-- What you have to do --
Go through the data below and gather each line containing "usable".

-- Entries provided --
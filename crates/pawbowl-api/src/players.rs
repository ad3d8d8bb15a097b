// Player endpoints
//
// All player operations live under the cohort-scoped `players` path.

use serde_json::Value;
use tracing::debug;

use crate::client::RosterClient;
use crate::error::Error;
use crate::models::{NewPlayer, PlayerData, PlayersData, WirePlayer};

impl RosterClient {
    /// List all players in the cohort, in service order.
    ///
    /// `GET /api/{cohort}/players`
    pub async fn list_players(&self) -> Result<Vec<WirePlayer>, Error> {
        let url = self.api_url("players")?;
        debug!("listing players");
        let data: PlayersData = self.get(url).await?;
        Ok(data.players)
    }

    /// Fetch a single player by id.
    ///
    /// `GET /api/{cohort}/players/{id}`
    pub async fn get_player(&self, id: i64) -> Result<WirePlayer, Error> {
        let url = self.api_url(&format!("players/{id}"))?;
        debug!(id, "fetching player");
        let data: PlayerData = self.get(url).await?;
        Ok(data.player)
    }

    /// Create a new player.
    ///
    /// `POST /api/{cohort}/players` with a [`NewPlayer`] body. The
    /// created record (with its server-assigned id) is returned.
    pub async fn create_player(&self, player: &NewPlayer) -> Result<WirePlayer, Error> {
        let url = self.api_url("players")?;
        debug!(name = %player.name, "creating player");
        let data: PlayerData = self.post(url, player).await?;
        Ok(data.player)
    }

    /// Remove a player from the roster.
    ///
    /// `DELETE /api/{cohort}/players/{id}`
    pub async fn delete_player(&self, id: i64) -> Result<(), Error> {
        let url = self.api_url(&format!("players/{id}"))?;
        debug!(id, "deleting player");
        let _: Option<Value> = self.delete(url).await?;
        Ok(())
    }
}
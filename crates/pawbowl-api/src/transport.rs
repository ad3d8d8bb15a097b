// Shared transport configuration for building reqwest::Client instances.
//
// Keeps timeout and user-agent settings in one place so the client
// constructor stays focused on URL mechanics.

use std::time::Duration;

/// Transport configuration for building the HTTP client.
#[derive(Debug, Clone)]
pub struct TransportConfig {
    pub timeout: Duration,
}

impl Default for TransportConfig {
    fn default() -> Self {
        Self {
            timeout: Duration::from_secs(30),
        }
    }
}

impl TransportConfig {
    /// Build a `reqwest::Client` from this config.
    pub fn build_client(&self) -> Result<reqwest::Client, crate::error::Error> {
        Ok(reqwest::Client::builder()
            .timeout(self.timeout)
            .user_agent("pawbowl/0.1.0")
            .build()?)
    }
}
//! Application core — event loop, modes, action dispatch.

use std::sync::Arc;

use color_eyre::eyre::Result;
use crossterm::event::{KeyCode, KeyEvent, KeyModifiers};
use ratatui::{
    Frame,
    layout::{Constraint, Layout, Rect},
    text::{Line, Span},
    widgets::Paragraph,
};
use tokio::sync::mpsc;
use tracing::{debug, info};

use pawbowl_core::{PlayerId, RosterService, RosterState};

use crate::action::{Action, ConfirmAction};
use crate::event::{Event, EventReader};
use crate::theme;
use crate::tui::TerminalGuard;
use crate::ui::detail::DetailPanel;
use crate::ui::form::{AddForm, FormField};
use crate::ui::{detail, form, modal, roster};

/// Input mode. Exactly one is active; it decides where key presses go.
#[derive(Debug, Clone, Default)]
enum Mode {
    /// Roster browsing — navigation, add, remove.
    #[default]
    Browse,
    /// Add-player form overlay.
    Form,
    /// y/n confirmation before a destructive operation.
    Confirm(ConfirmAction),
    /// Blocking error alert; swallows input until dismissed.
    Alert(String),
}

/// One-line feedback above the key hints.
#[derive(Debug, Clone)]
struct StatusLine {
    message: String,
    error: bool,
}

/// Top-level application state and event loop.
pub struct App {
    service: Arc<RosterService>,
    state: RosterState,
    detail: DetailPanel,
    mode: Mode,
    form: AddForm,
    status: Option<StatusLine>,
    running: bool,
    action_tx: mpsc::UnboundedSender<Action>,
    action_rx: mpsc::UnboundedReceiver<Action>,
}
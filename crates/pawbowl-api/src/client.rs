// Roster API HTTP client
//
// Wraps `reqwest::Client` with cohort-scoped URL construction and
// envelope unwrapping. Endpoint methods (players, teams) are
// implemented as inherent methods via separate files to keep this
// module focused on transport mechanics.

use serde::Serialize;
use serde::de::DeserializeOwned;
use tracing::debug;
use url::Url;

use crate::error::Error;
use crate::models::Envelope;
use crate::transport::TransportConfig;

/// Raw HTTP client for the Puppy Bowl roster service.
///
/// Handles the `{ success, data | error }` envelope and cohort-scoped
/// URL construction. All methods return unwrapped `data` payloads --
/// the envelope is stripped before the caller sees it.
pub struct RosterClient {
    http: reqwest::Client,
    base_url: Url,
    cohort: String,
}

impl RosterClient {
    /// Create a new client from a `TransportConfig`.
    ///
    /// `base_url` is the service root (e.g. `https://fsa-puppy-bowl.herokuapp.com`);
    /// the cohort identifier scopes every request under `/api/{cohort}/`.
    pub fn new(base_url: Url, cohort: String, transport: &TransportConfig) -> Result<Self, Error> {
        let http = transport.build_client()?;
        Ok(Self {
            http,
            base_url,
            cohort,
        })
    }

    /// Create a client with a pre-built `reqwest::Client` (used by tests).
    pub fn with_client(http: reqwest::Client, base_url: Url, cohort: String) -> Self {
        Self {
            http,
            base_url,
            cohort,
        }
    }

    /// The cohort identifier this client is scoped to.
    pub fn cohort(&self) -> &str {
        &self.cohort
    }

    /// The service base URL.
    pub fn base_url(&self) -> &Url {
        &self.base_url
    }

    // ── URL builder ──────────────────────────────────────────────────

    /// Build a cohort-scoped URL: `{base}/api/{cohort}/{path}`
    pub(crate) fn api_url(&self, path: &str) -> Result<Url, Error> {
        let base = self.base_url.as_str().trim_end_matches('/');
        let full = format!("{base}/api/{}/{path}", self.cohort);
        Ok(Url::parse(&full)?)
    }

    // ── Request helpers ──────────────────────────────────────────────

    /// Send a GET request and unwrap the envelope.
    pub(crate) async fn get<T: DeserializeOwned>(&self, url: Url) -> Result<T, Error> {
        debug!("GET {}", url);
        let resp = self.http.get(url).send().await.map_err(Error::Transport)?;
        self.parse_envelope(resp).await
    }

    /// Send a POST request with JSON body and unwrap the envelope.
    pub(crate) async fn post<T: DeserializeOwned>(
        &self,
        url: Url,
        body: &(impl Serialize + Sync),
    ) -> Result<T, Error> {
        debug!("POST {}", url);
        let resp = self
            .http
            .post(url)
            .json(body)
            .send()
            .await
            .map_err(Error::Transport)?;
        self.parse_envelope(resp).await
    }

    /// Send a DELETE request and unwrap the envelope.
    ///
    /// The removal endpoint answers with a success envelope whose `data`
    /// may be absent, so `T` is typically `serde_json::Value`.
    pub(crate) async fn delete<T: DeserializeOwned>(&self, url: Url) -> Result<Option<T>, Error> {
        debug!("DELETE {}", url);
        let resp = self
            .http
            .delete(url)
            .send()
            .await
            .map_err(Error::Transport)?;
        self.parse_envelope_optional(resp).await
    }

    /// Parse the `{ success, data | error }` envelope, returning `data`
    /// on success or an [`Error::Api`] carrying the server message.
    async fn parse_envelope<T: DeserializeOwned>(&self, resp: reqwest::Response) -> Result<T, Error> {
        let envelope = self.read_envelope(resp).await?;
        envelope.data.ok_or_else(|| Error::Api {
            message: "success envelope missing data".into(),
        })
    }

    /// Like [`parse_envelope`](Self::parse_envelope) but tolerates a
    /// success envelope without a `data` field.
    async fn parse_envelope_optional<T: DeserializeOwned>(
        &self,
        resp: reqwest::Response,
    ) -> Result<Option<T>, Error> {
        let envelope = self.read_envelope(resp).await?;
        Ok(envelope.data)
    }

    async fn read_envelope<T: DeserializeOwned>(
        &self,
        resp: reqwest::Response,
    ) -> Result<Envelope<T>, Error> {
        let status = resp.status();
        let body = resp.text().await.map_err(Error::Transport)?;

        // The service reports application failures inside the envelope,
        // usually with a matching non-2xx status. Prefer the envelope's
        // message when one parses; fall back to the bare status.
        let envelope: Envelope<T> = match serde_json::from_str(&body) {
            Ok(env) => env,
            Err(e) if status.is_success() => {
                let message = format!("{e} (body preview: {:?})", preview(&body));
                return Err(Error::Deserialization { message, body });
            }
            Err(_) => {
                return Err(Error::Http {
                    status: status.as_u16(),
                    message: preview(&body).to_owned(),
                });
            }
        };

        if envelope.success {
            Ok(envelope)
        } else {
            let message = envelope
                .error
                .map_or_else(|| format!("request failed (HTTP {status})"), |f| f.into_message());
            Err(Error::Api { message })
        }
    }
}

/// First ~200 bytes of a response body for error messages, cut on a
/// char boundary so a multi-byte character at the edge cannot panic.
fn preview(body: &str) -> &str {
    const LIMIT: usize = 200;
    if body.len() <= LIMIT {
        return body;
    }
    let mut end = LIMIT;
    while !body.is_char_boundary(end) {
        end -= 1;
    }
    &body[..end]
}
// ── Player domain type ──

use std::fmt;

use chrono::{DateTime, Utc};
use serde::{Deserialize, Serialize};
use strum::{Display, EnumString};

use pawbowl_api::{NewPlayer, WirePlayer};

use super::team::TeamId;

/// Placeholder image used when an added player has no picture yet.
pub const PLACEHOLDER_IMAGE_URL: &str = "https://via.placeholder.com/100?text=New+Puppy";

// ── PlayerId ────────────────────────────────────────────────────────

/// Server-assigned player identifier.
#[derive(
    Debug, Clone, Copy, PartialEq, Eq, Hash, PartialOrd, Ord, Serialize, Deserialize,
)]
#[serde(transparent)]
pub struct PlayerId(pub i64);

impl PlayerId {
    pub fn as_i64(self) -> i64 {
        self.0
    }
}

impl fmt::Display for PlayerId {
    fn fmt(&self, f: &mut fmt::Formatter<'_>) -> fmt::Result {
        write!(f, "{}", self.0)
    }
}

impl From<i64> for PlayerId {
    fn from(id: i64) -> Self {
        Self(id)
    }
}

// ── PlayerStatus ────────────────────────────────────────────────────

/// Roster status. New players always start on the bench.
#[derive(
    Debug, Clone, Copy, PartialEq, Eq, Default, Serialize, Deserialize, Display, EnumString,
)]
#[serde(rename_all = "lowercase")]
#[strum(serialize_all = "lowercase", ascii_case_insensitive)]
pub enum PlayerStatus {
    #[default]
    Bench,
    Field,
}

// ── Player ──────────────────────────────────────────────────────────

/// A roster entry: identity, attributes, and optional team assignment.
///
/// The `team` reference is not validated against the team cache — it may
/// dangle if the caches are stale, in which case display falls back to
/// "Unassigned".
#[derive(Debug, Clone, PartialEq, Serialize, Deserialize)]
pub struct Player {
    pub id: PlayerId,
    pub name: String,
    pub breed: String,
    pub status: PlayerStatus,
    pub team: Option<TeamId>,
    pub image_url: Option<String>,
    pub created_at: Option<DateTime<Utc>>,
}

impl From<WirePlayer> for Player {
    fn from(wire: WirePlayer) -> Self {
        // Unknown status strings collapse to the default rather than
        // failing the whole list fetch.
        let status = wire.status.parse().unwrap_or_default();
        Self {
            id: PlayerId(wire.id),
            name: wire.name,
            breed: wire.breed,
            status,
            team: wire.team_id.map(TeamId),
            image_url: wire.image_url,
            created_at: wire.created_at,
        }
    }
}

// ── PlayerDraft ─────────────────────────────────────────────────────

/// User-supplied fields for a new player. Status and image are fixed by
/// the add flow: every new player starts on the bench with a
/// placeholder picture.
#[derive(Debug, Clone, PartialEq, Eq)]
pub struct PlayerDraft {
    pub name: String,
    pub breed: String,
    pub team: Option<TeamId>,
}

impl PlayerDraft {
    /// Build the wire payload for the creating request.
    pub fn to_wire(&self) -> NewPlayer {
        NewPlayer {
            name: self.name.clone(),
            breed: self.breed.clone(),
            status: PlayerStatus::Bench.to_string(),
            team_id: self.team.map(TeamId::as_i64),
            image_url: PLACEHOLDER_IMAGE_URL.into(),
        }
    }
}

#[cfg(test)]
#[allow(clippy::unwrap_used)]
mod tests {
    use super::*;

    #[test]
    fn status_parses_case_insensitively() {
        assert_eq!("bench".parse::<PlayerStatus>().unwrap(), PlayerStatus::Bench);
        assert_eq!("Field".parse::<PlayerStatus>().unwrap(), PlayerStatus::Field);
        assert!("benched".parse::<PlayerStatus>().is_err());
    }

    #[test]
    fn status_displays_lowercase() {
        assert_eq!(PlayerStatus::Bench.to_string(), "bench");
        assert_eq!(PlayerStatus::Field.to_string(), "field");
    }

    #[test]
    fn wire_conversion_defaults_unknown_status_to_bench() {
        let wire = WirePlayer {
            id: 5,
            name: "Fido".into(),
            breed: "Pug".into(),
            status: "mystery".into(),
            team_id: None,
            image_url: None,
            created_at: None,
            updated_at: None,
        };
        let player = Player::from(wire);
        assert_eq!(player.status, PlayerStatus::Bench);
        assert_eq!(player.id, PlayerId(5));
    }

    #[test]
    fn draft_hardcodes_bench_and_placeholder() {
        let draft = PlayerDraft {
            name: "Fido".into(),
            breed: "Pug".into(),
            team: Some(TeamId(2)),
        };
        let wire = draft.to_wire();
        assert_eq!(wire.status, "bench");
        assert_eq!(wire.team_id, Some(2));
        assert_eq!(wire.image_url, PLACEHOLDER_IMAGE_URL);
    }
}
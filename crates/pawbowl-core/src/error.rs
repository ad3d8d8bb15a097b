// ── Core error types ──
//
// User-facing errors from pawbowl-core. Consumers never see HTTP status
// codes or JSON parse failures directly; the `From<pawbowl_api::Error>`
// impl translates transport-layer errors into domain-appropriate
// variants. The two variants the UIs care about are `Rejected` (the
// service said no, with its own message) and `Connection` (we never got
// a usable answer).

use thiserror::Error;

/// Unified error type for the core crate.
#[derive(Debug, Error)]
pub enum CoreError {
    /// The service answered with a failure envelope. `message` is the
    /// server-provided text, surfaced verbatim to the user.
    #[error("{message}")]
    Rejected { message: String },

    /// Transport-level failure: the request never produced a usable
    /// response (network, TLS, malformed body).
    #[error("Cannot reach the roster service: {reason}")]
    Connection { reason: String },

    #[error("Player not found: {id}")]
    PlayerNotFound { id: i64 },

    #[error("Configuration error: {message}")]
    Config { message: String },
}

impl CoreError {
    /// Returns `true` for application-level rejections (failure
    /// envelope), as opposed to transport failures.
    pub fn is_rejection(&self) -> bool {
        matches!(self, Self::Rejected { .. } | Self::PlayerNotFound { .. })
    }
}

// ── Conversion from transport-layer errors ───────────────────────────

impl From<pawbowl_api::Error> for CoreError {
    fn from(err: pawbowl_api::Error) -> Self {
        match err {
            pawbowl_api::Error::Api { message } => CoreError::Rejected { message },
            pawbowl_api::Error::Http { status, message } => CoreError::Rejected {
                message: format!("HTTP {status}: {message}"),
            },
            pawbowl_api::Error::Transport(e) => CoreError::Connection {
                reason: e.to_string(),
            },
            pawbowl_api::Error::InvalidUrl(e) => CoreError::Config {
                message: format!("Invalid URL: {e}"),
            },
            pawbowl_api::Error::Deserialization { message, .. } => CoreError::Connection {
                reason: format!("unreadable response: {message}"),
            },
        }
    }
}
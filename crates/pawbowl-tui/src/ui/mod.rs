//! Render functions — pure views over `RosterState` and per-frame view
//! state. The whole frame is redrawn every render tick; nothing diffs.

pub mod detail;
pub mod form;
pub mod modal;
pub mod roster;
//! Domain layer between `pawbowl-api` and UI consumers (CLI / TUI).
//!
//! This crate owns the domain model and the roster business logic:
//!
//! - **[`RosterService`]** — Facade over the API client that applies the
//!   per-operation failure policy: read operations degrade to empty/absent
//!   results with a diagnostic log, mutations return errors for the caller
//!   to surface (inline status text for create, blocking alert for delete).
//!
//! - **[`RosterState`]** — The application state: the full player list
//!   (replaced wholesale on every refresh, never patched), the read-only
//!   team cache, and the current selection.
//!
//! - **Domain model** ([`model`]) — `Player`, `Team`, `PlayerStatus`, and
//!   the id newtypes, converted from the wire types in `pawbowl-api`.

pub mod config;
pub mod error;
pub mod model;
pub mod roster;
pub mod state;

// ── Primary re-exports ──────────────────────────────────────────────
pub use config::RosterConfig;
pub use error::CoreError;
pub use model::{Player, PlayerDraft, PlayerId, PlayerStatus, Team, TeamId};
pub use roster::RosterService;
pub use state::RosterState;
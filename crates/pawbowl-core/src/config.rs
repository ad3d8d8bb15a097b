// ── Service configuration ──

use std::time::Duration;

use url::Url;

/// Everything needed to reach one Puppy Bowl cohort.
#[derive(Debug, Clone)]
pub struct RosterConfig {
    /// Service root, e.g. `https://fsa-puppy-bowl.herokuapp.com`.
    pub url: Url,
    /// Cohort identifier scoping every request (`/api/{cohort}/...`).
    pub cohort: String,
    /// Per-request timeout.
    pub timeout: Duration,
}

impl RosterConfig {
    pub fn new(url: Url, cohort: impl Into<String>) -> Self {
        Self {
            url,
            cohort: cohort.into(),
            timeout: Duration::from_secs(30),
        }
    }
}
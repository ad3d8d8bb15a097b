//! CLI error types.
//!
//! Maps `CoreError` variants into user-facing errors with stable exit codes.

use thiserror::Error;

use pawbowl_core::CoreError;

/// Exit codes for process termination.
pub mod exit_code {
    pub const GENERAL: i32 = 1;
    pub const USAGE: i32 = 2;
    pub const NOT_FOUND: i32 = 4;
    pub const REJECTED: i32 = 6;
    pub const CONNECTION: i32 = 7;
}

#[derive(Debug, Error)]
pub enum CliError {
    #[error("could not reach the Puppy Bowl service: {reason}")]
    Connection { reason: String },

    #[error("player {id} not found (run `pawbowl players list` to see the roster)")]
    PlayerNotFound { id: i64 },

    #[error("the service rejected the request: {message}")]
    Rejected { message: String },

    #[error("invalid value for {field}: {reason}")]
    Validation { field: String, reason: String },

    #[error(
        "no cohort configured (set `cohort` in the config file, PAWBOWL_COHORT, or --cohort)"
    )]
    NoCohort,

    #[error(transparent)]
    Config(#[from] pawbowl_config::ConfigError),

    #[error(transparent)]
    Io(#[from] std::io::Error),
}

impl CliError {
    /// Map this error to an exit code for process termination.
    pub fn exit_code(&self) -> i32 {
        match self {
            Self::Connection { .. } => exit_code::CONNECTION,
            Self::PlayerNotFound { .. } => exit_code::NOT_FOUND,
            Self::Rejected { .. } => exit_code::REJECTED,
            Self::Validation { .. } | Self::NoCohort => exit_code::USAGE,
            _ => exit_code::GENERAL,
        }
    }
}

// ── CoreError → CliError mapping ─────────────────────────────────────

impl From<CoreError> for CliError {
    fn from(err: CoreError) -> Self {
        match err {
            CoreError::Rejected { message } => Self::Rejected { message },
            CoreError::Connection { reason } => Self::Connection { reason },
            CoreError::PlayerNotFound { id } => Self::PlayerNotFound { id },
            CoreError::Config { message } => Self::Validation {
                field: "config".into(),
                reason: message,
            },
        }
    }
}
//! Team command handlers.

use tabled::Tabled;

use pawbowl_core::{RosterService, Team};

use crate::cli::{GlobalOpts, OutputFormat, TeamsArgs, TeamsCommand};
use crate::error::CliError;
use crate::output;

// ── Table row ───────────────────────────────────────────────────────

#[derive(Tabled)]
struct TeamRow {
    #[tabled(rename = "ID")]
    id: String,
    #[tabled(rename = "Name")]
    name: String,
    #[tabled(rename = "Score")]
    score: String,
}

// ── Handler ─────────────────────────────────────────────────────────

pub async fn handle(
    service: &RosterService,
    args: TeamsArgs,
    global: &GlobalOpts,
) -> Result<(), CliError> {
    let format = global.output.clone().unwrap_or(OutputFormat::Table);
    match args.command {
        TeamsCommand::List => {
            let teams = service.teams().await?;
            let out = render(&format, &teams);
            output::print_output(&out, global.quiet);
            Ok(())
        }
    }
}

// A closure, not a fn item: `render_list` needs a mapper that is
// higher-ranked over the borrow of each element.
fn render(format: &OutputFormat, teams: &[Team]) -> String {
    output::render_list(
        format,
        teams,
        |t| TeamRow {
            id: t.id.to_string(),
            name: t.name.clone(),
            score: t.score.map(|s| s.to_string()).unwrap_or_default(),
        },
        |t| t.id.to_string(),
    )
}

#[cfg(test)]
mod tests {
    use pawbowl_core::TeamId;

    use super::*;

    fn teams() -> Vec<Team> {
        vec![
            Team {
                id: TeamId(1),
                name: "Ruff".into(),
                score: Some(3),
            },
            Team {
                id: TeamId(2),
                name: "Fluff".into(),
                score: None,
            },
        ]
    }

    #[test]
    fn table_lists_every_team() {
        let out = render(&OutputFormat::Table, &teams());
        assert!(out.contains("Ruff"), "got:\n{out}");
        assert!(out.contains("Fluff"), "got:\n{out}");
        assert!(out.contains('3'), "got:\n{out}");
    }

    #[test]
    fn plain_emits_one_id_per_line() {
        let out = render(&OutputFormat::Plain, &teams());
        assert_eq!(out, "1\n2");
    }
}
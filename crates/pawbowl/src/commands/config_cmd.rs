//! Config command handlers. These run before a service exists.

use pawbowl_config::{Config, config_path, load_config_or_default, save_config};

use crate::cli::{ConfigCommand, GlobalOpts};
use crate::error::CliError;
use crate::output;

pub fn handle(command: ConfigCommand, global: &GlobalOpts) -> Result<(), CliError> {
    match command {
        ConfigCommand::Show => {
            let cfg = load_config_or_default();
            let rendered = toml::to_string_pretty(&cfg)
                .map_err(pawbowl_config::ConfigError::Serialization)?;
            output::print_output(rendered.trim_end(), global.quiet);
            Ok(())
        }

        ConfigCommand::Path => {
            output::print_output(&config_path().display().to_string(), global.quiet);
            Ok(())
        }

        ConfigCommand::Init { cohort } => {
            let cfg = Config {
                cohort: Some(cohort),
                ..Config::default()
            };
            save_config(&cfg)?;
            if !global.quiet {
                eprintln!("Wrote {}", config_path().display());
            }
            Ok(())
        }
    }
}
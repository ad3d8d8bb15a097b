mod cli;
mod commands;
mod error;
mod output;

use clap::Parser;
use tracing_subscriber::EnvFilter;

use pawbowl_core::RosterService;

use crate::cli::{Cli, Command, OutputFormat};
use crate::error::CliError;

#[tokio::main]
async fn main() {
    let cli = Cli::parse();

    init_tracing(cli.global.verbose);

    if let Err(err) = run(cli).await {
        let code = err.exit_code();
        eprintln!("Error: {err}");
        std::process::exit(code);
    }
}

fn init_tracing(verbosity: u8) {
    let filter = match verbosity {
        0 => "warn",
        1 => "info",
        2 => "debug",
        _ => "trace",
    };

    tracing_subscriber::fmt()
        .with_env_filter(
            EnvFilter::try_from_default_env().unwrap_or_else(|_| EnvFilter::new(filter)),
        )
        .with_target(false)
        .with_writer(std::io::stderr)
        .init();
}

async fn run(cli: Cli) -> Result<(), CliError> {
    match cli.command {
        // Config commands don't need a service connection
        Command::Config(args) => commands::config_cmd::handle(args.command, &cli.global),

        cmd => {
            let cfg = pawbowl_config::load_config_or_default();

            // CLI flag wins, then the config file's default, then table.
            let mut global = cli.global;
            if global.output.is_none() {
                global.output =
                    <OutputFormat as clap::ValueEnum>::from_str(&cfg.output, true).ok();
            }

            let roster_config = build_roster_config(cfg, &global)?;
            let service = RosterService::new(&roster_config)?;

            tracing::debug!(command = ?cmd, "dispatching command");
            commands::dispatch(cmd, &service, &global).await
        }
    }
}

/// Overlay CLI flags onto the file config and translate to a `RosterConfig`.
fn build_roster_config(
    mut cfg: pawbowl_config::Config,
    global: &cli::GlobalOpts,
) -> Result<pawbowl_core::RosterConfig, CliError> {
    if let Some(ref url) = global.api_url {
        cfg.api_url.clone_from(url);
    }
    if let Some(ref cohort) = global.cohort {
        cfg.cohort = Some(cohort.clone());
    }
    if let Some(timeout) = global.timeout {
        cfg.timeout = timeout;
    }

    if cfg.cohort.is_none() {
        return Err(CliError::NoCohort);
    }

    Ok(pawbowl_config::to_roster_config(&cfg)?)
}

-- Reply to the task --
// a usable answer).
    /// Transport-level failure: the request never produced a usable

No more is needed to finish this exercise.